The Ministry of Health recently announced that a three-month-old baby was infected with vaccine-derived poliovirus type 1 (VDPV1) while being treated at a hospital’s intensive care unit on Dec 6.
The polio case was the first in Malaysia since the country was declared free of the disease 27 years ago.
Rohani said polio had not yet been completely eradicated around the globe, adding that the virus was still endemic in three countries, namely Nigeria, Afghanistan and Pakistan.
“The possibility of the virus coming from another country is there if children or people in the country are not vaccinated, so there is a risk of getting the infection,” she said.
She said if a person is infected with polio, there is no specific treatment to kill the virus.

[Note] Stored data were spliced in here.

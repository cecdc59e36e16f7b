//! Route records from the `log` crate's macros into a [`LeveledLogger`].

use log::{LevelFilter, Metadata, Record, SetLoggerError};

use crate::logger::LeveledLogger;
use crate::severity::Severity;
use crate::sink::Caller;

impl log::Log for LeveledLogger {
    fn enabled(&self, metadata: &Metadata) -> bool {
        LeveledLogger::enabled(self, Severity::from(metadata.level()))
    }

    fn log(&self, record: &Record) {
        let caller = match (record.file(), record.line()) {
            (Some(file), Some(line)) => Caller { file, line },
            _ => Caller::UNKNOWN,
        };
        self.log_at(Severity::from(record.level()), &caller, *record.args());
    }

    fn flush(&self) {
        self.flush_sinks()
    }
}

/// Install `logger` as the global `log` logger.
///
/// Filtering is left to the logger's threshold, so later threshold changes apply to `log`
/// macros too. Fails when a global logger was already set.
pub fn init(logger: LeveledLogger) -> Result<(), SetLoggerError> {
    log::set_boxed_logger(Box::new(logger)).map(|()| log::set_max_level(LevelFilter::Trace))
}
//! Process-wide default logger.
//!
//! Prefer building a [`LeveledLogger`] from a [`Config`] and passing it to the code that needs
//! it. The functions here are for call sites that have no logger at hand.

use std::fmt;

use crate::logger::{Config, LeveledLogger};

lazy_static! {
    static ref DEFAULT: LeveledLogger = Config::default().build(None);
}

/// Logger writing to stdout and stderr, with every severity enabled and prefixed.
pub fn default_logger() -> &'static LeveledLogger {
    &DEFAULT
}

#[track_caller]
pub fn fatal(args: fmt::Arguments<'_>) {
    DEFAULT.fatal(args)
}

#[track_caller]
pub fn error(args: fmt::Arguments<'_>) {
    DEFAULT.error(args)
}

#[track_caller]
pub fn warning(args: fmt::Arguments<'_>) {
    DEFAULT.warning(args)
}

#[track_caller]
pub fn info(args: fmt::Arguments<'_>) {
    DEFAULT.info(args)
}

#[track_caller]
pub fn debug(args: fmt::Arguments<'_>) {
    DEFAULT.debug(args)
}

#[track_caller]
pub fn trace(args: fmt::Arguments<'_>) {
    DEFAULT.trace(args)
}
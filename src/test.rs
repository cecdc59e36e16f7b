use chrono::{NaiveDate, NaiveDateTime};
use std::io::{self, Write};
use std::sync::{Arc, Mutex};

use crate::sink::{destination, Destination};

/// In-memory writer whose contents stay readable after it's handed to a logger.
#[derive(Clone, Default)]
pub struct SharedBuffer {
    bytes: Arc<Mutex<Vec<u8>>>,
}

impl SharedBuffer {
    pub fn new() -> Self {
        Self::default()
    }

    pub fn destination(&self) -> Destination {
        destination(self.clone())
    }

    pub fn contents(&self) -> String {
        String::from_utf8_lossy(&self.bytes.lock().unwrap()).to_string()
    }

    pub fn lines(&self) -> Vec<String> {
        self.contents()
            .lines()
            .map(std::string::ToString::to_string)
            .collect::<Vec<String>>()
    }
}

impl Write for SharedBuffer {
    fn write(&mut self, buf: &[u8]) -> io::Result<usize> {
        self.bytes.lock().unwrap().write(buf)
    }

    fn flush(&mut self) -> io::Result<()> {
        Ok(())
    }
}

/// Writer that fails every write, like a closed pipe.
pub struct BrokenPipe;

impl Write for BrokenPipe {
    fn write(&mut self, _buf: &[u8]) -> io::Result<usize> {
        Err(io::Error::new(io::ErrorKind::BrokenPipe, "closed"))
    }

    fn flush(&mut self) -> io::Result<()> {
        Err(io::Error::new(io::ErrorKind::BrokenPipe, "closed"))
    }
}

pub fn fixed_time() -> NaiveDateTime {
    NaiveDate::from_ymd_opt(2009, 1, 23)
        .and_then(|date| date.and_hms_micro_opt(1, 23, 23, 123_123))
        .expect("Invalid test time")
}
use std::fs::OpenOptions;
use std::path::Path;

mod config;

use config::fetch_options;
use levlog::{destination, Config, Destination, LeveledLogger, Severity};

fn main() {
    let diagnostics = diagnostics_logger();
    let options = match fetch_options() {
        Ok(options) => options,
        Err(e) => {
            diagnostics.error(format_args!("{}", e));
            std::process::exit(1)
        }
    };
    let (severity, message) = match options.entry() {
        Ok(entry) => entry,
        Err(e) => e.exit(),
    };
    let destination = match &options.output {
        Some(path) => match open_output(path) {
            Ok(out) => Some(out),
            Err(e) => {
                diagnostics.error(format_args!(
                    "Unable to open output file: {}\n{}",
                    path.display(),
                    e
                ));
                std::process::exit(1)
            }
        },
        None => None,
    };
    let logger = options.config().build(destination);
    logger.log(severity, format_args!("{}", message));
}

// Startup problems of the command itself, on stderr
fn diagnostics_logger() -> LeveledLogger {
    Config {
        tag: "levlog: ".to_string(),
        threshold: Severity::Error,
        ..Config::default()
    }
    .build(None)
}

fn open_output(path: &Path) -> std::io::Result<Destination> {
    let file = OpenOptions::new().create(true).append(true).open(path)?;
    Ok(destination(file))
}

She said the best course of action possible was to ensure that children were immunised.
“In a community where most people have been vaccinated, when a poliovirus enters into the community, the virus cannot survive in the community, because everyone has been immunised.
“The issue is when there is absolutely none or low level of immunisation in the population, so the virus can survive and spread in the community, causing problems,” she said.
According to the Malaysian National Immunisation Schedule, infants should receive the polio vaccine (IPV) at two months, three months and five months, and be given an additional dose when they are 18 months old.